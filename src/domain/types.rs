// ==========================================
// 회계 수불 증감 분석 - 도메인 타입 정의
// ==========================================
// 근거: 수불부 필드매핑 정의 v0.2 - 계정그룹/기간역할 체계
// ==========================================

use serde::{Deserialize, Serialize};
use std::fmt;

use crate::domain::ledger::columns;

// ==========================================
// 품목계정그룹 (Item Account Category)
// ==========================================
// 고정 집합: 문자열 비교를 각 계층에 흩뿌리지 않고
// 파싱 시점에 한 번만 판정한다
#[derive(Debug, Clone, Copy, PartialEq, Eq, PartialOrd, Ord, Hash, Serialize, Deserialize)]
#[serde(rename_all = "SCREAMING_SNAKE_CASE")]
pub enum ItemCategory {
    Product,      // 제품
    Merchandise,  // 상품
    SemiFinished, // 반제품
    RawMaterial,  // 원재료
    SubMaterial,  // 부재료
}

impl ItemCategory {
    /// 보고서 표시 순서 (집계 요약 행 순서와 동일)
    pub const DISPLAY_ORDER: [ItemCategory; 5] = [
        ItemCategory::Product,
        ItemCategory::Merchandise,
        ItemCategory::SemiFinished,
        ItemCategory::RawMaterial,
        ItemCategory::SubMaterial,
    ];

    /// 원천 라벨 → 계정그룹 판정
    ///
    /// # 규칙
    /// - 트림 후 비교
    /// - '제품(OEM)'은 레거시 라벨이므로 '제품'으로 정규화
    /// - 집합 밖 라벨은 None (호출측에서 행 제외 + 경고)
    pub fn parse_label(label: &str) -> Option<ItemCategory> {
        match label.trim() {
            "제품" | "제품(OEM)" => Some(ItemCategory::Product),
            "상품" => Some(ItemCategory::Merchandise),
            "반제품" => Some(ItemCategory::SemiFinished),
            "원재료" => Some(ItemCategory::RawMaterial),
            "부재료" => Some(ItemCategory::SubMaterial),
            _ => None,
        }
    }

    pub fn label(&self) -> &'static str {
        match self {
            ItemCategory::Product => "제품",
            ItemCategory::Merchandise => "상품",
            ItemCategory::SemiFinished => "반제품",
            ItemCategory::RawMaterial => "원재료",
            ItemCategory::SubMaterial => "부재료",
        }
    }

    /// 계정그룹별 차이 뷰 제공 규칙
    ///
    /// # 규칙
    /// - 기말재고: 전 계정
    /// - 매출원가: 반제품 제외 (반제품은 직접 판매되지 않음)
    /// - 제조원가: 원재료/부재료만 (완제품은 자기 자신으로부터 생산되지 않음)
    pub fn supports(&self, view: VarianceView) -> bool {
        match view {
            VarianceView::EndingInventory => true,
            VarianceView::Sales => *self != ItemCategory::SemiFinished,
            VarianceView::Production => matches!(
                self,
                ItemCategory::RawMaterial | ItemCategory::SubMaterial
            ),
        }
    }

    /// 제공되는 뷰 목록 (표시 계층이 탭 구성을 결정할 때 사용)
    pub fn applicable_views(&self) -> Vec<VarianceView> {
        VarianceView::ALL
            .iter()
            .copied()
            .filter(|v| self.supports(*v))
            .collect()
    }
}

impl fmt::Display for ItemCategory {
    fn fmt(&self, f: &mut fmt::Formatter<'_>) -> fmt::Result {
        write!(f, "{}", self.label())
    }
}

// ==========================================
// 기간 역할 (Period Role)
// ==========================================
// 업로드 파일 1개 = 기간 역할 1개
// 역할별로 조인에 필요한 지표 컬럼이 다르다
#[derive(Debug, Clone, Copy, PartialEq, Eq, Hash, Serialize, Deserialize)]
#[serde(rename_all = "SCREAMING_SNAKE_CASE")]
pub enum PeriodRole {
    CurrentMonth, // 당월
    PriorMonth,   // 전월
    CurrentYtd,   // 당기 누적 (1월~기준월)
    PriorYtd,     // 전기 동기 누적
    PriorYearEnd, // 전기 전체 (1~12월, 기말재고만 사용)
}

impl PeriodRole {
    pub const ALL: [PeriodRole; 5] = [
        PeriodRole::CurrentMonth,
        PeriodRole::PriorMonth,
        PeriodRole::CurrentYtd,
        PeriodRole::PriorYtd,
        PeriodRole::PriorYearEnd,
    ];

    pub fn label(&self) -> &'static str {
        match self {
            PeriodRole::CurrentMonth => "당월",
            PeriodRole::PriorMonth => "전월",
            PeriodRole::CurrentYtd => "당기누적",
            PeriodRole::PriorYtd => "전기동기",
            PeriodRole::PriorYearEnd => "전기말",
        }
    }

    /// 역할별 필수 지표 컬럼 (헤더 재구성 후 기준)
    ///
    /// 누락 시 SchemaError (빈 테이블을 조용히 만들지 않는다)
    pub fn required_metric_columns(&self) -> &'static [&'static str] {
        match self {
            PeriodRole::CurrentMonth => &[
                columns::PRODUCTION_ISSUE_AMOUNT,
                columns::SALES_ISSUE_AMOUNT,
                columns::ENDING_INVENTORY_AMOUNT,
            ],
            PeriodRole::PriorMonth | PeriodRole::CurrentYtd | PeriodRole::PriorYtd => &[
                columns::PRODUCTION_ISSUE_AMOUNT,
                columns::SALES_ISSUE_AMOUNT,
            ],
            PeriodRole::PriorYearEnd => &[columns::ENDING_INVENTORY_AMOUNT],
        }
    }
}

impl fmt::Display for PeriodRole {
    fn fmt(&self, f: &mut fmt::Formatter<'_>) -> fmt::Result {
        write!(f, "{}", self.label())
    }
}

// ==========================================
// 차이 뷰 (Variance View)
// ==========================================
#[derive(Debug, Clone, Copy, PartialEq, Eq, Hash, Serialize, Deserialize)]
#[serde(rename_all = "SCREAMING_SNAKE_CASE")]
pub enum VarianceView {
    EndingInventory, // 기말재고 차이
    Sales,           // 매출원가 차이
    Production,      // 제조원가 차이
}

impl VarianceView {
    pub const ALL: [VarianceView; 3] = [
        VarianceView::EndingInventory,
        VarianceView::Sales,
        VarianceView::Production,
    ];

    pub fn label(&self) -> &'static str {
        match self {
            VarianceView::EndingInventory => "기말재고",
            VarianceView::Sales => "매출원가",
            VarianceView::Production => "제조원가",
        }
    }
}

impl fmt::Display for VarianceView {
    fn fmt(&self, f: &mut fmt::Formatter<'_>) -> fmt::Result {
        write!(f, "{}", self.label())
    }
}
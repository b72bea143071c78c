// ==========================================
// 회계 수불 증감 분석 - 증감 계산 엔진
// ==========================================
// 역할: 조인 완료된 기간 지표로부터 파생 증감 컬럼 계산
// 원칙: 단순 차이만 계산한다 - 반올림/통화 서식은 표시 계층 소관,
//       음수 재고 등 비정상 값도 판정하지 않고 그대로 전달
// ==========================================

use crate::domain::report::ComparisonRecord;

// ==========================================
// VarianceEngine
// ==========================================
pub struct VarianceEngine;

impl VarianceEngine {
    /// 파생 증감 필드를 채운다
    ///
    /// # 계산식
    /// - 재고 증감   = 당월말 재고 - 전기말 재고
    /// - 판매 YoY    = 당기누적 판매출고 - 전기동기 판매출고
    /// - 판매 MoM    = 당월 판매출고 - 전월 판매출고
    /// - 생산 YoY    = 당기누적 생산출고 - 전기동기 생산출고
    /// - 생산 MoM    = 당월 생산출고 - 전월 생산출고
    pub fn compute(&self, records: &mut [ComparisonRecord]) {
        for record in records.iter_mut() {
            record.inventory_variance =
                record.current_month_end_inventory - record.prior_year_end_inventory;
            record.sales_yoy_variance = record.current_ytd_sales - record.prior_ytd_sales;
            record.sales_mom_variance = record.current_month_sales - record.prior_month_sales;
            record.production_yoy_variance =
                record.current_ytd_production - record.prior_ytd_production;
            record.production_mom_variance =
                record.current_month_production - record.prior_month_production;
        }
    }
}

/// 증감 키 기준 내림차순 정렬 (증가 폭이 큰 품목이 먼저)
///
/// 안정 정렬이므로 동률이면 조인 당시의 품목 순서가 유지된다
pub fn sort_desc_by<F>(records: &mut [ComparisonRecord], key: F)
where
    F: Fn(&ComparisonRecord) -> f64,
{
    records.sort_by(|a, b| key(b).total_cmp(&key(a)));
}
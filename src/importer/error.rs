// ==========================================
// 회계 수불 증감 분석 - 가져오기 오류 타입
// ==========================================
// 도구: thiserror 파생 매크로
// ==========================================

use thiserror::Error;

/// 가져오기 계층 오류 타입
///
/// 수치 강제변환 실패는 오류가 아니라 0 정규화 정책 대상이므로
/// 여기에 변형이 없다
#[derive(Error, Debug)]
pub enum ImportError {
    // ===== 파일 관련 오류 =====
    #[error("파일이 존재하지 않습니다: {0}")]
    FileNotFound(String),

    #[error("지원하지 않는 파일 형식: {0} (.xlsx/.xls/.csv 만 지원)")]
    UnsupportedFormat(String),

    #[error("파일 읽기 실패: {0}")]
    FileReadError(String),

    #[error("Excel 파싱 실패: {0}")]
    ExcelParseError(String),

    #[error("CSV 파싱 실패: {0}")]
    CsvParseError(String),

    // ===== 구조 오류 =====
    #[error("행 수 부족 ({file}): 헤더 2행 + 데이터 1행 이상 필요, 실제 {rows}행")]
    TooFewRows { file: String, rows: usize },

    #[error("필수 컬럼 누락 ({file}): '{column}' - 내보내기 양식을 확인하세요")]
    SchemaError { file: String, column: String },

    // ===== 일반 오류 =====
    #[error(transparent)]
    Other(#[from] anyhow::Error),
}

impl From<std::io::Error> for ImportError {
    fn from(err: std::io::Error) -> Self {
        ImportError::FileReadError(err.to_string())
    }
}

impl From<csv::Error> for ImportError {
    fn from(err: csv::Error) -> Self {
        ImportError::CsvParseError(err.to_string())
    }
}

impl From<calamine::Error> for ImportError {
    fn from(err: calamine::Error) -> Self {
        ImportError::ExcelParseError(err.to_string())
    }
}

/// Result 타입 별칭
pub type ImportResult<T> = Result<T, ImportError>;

▸ **Exercise description**:
For every line in the listing above that contains "판매출고", copy that line.

▸ **Answer box**:
    /// - 판매 YoY    = 당기누적 판매출고 - 전기동기 판매출고
    /// - 판매 MoM    = 당월 판매출고 - 전월 판매출고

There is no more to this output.